Uno spettro si aggira oggi per il mondo. Il Coronavirus cinese che, seppur non ancora riconosciuto come emergenza sanitaria mondiale da parte dell’Organizzazione Mondiale della Sanità, OMS, sembra diffondersi nei vari continenti. Ridotti i festeggiamenti per il nuovo anno, una quarantina di milioni di cittadini in isolamento, 81 persone che hanno perso la vita e almeno 2000 quelle contagiate.
Tutto ciò in Cina dove, in meno di una settimana, sarà ultimato un ospedale specialistico nel cuore della zona maggiormente colpita dal virus, a Wuhan. I primi casi di infezione di questo virus, probabilmente dovuto a commistioni virali tra pipistrelli e serpenti, che ha attaccato l’apparato respiratorio degli umani. Casi di infezione sono stati registrati anche a Hong kong, Macao, Taiwan, Usa, Giappone, Thainlandia, Corea del Sud e Francia. Del Sahel, per ora non si parla, qui abbiamo già i nostri virus e la sabbia, è risaputo, è un ottimo deterrente.
Ci sono virus di fabbricazione locale ed altri importati grazie anche alla dominazione del neoliberalismo imperante nel mondo. Per esempio l’infezione che ogni anno si conferma a Davos, in Svizzera, dove nell’assoluta impunità si fa di tutto per trasmettere il virus di un’economia che produce una politica di esclusione deliberata dei poveri.
Nessun cordone sanitario, nessuna quarantena che blocchi il virus pernicioso dello sfruttamento capitalista che con la sua strategia di estrazione e di spossesso rende superflue milioni di persone. Invece di isolare le poche migliaia di persone che da sole, come ricorda il recente rapporto di OXFAM, accaparrano oltre la metà delle risorse mondiali, i grandi accorrono per continuare a contaminare, senza nessuna tutela, le idee e le pratiche che reggono il mondo.
Al contrario, questa epidemia perniciosa si trasforma in malattia cronica alla quale il corpo sociale si è assuefatto.
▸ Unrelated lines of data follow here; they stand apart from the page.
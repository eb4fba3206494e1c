//! Rescuer role: phase derivation, countdown and the step engine.

pub mod countdown;
pub mod engine;
pub mod phase;

pub use countdown::{Countdown, CountdownAnchor};
pub use engine::RescuerStepEngine;
pub use phase::{derive_phase, remaining_blocks, PhaseInputs, RescuerPhase};
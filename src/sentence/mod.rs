//! Propositional sentences.
//!
//! A [`Sentence`] is an immutable tree over single-letter atoms, negation and
//! the four binary connectives. Argument templates use the same tree with
//! schema variables (single uppercase letters) standing in for whole
//! sub-sentences.

mod eval;
pub mod models;

pub use eval::Interpretation;

use crate::strings::symbols;
use std::fmt;

#[derive(Debug, Clone, Copy, PartialEq, Eq, Hash, PartialOrd, Ord)]
pub enum BinOp {
    And,
    Or,
    Follows,
    Equivalent,
}

impl BinOp {
    pub const ALL: [BinOp; 4] = [BinOp::Equivalent, BinOp::Follows, BinOp::And, BinOp::Or];

    pub fn symbol(self) -> &'static str {
        match self {
            BinOp::And => symbols::AND,
            BinOp::Or => symbols::OR,
            BinOp::Follows => symbols::FOLLOWS,
            BinOp::Equivalent => symbols::EQUIVALENT,
        }
    }

    pub fn name(self) -> &'static str {
        match self {
            BinOp::And => "and",
            BinOp::Or => "or",
            BinOp::Follows => "follows",
            BinOp::Equivalent => "equivalent",
        }
    }
}

#[derive(Debug, Clone, PartialEq, Eq, Hash)]
pub enum Sentence {
    /// A propositional letter such as `p`.
    Atom(char),
    /// A schema variable such as `A`. Only appears in argument templates.
    Var(char),
    Not(Box<Sentence>),
    Binary(BinOp, Box<Sentence>, Box<Sentence>),
}

impl Sentence {
    pub fn atom(letter: char) -> Self {
        debug_assert!(letter.is_ascii_lowercase());
        Sentence::Atom(letter)
    }

    pub fn var(name: char) -> Self {
        debug_assert!(name.is_ascii_uppercase());
        Sentence::Var(name)
    }

    pub fn not(operand: Sentence) -> Self {
        Sentence::Not(Box::new(operand))
    }

    pub fn binary(op: BinOp, lhs: Sentence, rhs: Sentence) -> Self {
        Sentence::Binary(op, Box::new(lhs), Box::new(rhs))
    }

    pub fn and(lhs: Sentence, rhs: Sentence) -> Self {
        Self::binary(BinOp::And, lhs, rhs)
    }

    pub fn or(lhs: Sentence, rhs: Sentence) -> Self {
        Self::binary(BinOp::Or, lhs, rhs)
    }

    pub fn implies(lhs: Sentence, rhs: Sentence) -> Self {
        Self::binary(BinOp::Follows, lhs, rhs)
    }

    pub fn equivalent(lhs: Sentence, rhs: Sentence) -> Self {
        Self::binary(BinOp::Equivalent, lhs, rhs)
    }

    pub fn is_implication(&self) -> bool {
        matches!(self, Sentence::Binary(BinOp::Follows, _, _))
    }
}

impl fmt::Display for Sentence {
    fn fmt(&self, f: &mut fmt::Formatter<'_>) -> fmt::Result {
        match self {
            Sentence::Atom(letter) | Sentence::Var(letter) => write!(f, "{letter}"),
            Sentence::Not(operand) => write!(f, "{}{operand}", symbols::NOT),
            Sentence::Binary(op, lhs, rhs) => write!(f, "({lhs} {} {rhs})", op.symbol()),
        }
    }
}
I virus, nome derivato dal latino dotto che significa ‘veleno’, possono infettare tutti i tipi di forma di vita e si presentano come parassiti perché si sviluppano solo all’interno delle cellule di altri organismi. Fu così che il paradossale virus del neocolonialismo continuò a propagarsi in tutta impunità attraverso politiche di aggiustamento strutturale. La graduale e coerente riconquista di spazi e risorse indispensabili al mantenimento del sistema ha gradualmente espropriato la sovrana dignità di intere popolazioni del Sud del mondo.
Le istituzioni globali come le Nazioni Unite, la Banca Mondiale, il Fondo Monetario Internazionale e gli aiuti allo sviluppo hanno permesso all’infezione virale di propagarsi e di intaccare forse irrimediabilmente i tessuti sociali. Ed è questo il processo che, inosservato, ha permesso e facilitato la liquidazione delle forme di resistenza democratica nate come insurrezioni popolari.
Sono le ‘cellule’ dei legami umani che, espressione di culture, religioni, politiche e dunque forme di vita, sono state infettate e gradualmente svuotate di ciò che costituiva la loro originalità. Senza colpo ferire, le grandi epidemie di individualismo indifferente, di centralità del consumismo come stile di pensiero e dell’espulsione del mistero nelle narrazioni quotidiane, hanno mortalmente colpito il senso della vita.
Era questa l’epidemia che i più attenti pensatori, uno tra tutti Ivan Illic, avevano con lucidità diagnosticata. Essi proposero la convivialità, il buon vivere, i legami che liberano, come terapia che si oppone al contagio. La corsa al potere, al successo facile, alla mercificazione inscindibile dei corpi e delle parole che si esprime nella violenza delle armi e delle guerre, sono i meri sintomi di questa malattia mortale chiamata falsificazione. Anche i bambini, nella loro nuova e ingenua esistenza sono preda degli imprenditori di virus.
Malgrado i sempre più numerosi cinesi, noi precari abitanti del Sahel, non corriamo alcun rischio di contaminazione del citato Coronavirus. Ci basta la meningite, la malaria, le scadenze rinnovabili dei mandati presidenziali, i gruppi armati terroristi, il libero mercato unico africano, la compravendita dei migranti e dei rifugiati, le carestie e infine le inondazioni quando piove.
Siamo a prova di destino e, soprattutto, abbiamo imparato dalla sabbia e dal suo dio, che non c’è nulla che duri per sempre. Ci contentiamo di poco e crediamo nella vita. Sappiamo che domani sorgerà un nuovo giorno, sfuggito ai cordoni sanitari.